Problem details → Return the opening lines of the material, word for word. End with the line that contains "thread spawned by".

Material provided START

//! Recording buffer with push-to-talk start/stop semantics.
//!
//! [`Recorder`] is the audio surface the session orchestrator sees.  The
//! cpal stream runs continuously; the recorder decides whether incoming
//! frames are retained.  The accumulator thread spawned by
//! [`Recorder::spawn_accumulator`] is the only writer, and both the
//! recording flag and the sample buffer live behind one mutex, so
//! `stop_recording` can never race an in-flight append.
//!
//! The buffer always holds 16 kHz mono f32 samples; downmixing and rate
//! conversion happen on the accumulator thread before the lock is taken.

use std::sync::{mpsc, Arc, Mutex};

use super::capture::AudioChunk;
use super::resample::{to_mono, RateConverter};
use super::TARGET_SAMPLE_RATE;

// ---------------------------------------------------------------------------
// Recorder
// ---------------------------------------------------------------------------

struct RecorderShared {
    samples: Vec<f32>,
    recording: bool,
}

/// Clonable handle to the shared recording buffer.
///
/// # Example
///
/// ```rust
/// use push_to_talk::audio::Recorder;
///
/// let recorder = Recorder::new();
/// recorder.start_recording();
/// recorder.append(&[0.1, 0.2, 0.3]);
/// assert!(recorder.is_recording());
///
/// let audio = recorder.stop_recording();
/// assert_eq!(audio.len(), 3);
/// assert!(!recorder.is_recording());
/// ```
#[derive(Clone)]
pub struct Recorder {
    shared: Arc<Mutex<RecorderShared>>,
}

impl Recorder {
    pub fn new() -> Self {
        Self {
            shared: Arc::new(Mutex::new(RecorderShared {
                samples: Vec::new(),
                recording: false,
            })),
        }
    }

    /// Begin retaining frames.  Idempotent: calling while already recording
    /// keeps the samples captured so far.
    pub fn start_recording(&self) {
        let mut shared = self.shared.lock().unwrap();
        if shared.recording {
            return;
        }
        shared.samples.clear();
        shared.recording = true;
    }

    /// Stop retaining frames and return the complete 16 kHz mono buffer.
    ///
    /// Returns an empty vector when not recording.  The internal buffer is
    /// cleared either way, transferring ownership of the audio to the
    /// caller.
    pub fn stop_recording(&self) -> Vec<f32> {
        let mut shared = self.shared.lock().unwrap();
        if !shared.recording {
            return Vec::new();
        }
        shared.recording = false;
        std::mem::take(&mut shared.samples)
    }

    /// Stop retaining frames and discard everything captured.
    pub fn cancel_recording(&self) {
        let mut shared = self.shared.lock().unwrap();
        shared.recording = false;
        shared.samples.clear();
    }

    /// Whether frames are currently being retained.
    pub fn is_recording(&self) -> bool {
        self.shared.lock().unwrap().recording
    }

    /// Duration of the audio captured so far, in seconds.
    pub fn duration_seconds(&self) -> f32 {
        let shared = self.shared.lock().unwrap();
        shared.samples.len() as f32 / TARGET_SAMPLE_RATE as f32
    }

    /// Append already-converted 16 kHz mono samples.
    ///
    /// Silently dropped while not recording; this is the gate that lets the
    /// capture stream run continuously.
    pub fn append(&self, samples: &[f32]) {
        let mut shared = self.shared.lock().unwrap();
        if !shared.recording {
            return;
        }
        shared.samples.extend_from_slice(samples);
    }

    /// Spawn the accumulator thread that drains `rx`, downmixes, resamples
    /// to 16 kHz and appends to this recorder.
    ///
    /// The thread exits when the sending side of `rx` is dropped (i.e. when
    /// the cpal stream stops).
    pub fn spawn_accumulator(&self, rx: mpsc::Receiver<AudioChunk>) -> std::thread::JoinHandle<()> {
        let recorder = self.clone();

        std::thread::Builder::new()
            .name("audio-accumulator".into())
            .spawn(move || {
                // Converter is created lazily from the first chunk's rate and
                // rebuilt if the device rate ever changes.
                let mut converter: Option<(u32, RateConverter)> = None;
                let mut was_recording = false;

                while let Ok(chunk) = rx.recv() {
                    let recording = recorder.is_recording();
                    if !recording {
                        if was_recording {
                            // Falling edge: drop any partial resampler chunk
                            // so it cannot leak into the next session.
                            if let Some((_, ref mut rc)) = converter {
                                rc.reset();
                            }
                        }
                        was_recording = false;
                        continue;
                    }
                    was_recording = true;

                    let mono = to_mono(&chunk.samples, chunk.channels);

                    let rebuild = match converter {
                        Some((rate, _)) => rate != chunk.sample_rate,
                        None => true,
                    };
                    if rebuild {
                        match RateConverter::new(chunk.sample_rate, TARGET_SAMPLE_RATE) {
                            Ok(rc) => converter = Some((chunk.sample_rate, rc)),
                            Err(e) => {
                                log::error!("audio-accumulator: {e}");
                                continue;
                            }
                        }
                    }

                    let Some((_, rc)) = converter.as_mut() else {
                        continue;
                    };
                    let converted = rc.process(&mono);
                    if !converted.is_empty() {
                        recorder.append(&converted);
                    }
                }

                log::debug!("audio-accumulator: channel closed, exiting");
            })
            .expect("failed to spawn audio-accumulator thread")
    }
}

impl Default for Recorder {
    fn default() -> Self {
        Self::new()
    }
}

// ---------------------------------------------------------------------------
// Tests
// ---------------------------------------------------------------------------

#[cfg(test)]
mod tests {
    use super::*;

    #[test]
    fn starts_idle_and_empty() {
        let recorder = Recorder::new();
        assert!(!recorder.is_recording());
        assert_eq!(recorder.duration_seconds(), 0.0);
        assert!(recorder.stop_recording().is_empty());
    }

    #[test]
    fn append_is_dropped_while_idle() {
        let recorder = Recorder::new();
        recorder.append(&[0.5; 100]);
        recorder.start_recording();
        assert_eq!(recorder.stop_recording().len(), 0);
    }

    #[test]
    fn start_append_stop_returns_samples() {
        let recorder = Recorder::new();
        recorder.start_recording();
        recorder.append(&[0.1; 1_600]);
        recorder.append(&[0.2; 1_600]);

        let audio = recorder.stop_recording();
        assert_eq!(audio.len(), 3_200);
        assert!(!recorder.is_recording());
        // Buffer ownership transferred; a second stop yields nothing.
        assert!(recorder.stop_recording().is_empty());
    }

    #[test]
    fn start_is_idempotent() {
        let recorder = Recorder::new();
        recorder.start_recording();
        recorder.append(&[0.1; 800]);
        recorder.start_recording(); // must not clear captured audio
        assert_eq!(recorder.stop_recording().len(), 800);
    }

    #[test]
    fn restart_clears_previous_audio() {
        let recorder = Recorder::new();
        recorder.start_recording();
        recorder.append(&[0.1; 800]);
        recorder.cancel_recording();

        recorder.start_recording();
        recorder.append(&[0.2; 160]);
        assert_eq!(recorder.stop_recording().len(), 160);
    }

    #[test]
    fn cancel_discards_audio() {
        let recorder = Recorder::new();
        recorder.start_recording();
        recorder.append(&[0.1; 1_600]);
        recorder.cancel_recording();

        assert!(!recorder.is_recording());
        assert_eq!(recorder.duration_seconds(), 0.0);
    }

    #[test]
    fn duration_tracks_sample_count() {
        let recorder = Recorder::new();
        recorder.start_recording();
        recorder.append(&[0.0; 8_000]); // 0.5 s at 16 kHz
        assert!((recorder.duration_seconds() - 0.5).abs() < 1e-6);
    }

    #[test]
    fn accumulator_retains_only_while_recording() {
        let recorder = Recorder::new();
        let (tx, rx) = mpsc::channel();
        let handle = recorder.spawn_accumulator(rx);

        // Chunk arriving while idle is dropped.
        tx.send(AudioChunk {
            samples: vec![0.5; 160],
            sample_rate: 16_000,
            channels: 1,
        })
        .unwrap();

        // Wait for the idle chunk to drain before starting.
        std::thread::sleep(std::time::Duration::from_millis(50));
        recorder.start_recording();

        tx.send(AudioChunk {
            samples: vec![0.25; 320],
            sample_rate: 16_000,
            channels: 1,
        })
        .unwrap();

        std::thread::sleep(std::time::Duration::from_millis(50));
        let audio = recorder.stop_recording();
        drop(tx);
        handle.join().unwrap();

        assert_eq!(audio.len(), 320);
        assert!(audio.iter().all(|&s| (s - 0.25).abs() < 1e-6));
    }

    #[test]
    fn accumulator_downmixes_stereo() {
        let recorder = Recorder::new();
        let (tx, rx) = mpsc::channel();
        let handle = recorder.spawn_accumulator(rx);

        recorder.start_recording();
        tx.send(AudioChunk {
            samples: vec![0.5; 640], // 320 stereo frames
            sample_rate: 16_000,
            channels: 2,
        })
        .unwrap();

        std::thread::sleep(std::time::Duration::from_millis(50));
        let audio = recorder.stop_recording();
        drop(tx);
        handle.join().unwrap();

        assert_eq!(audio.len(), 320);
    }
}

Material provided END

Exercise solution →
//! Recording buffer with push-to-talk start/stop semantics.
//!
//! [`Recorder`] is the audio surface the session orchestrator sees.  The
//! cpal stream runs continuously; the recorder decides whether incoming
//! frames are retained.  The accumulator thread spawned by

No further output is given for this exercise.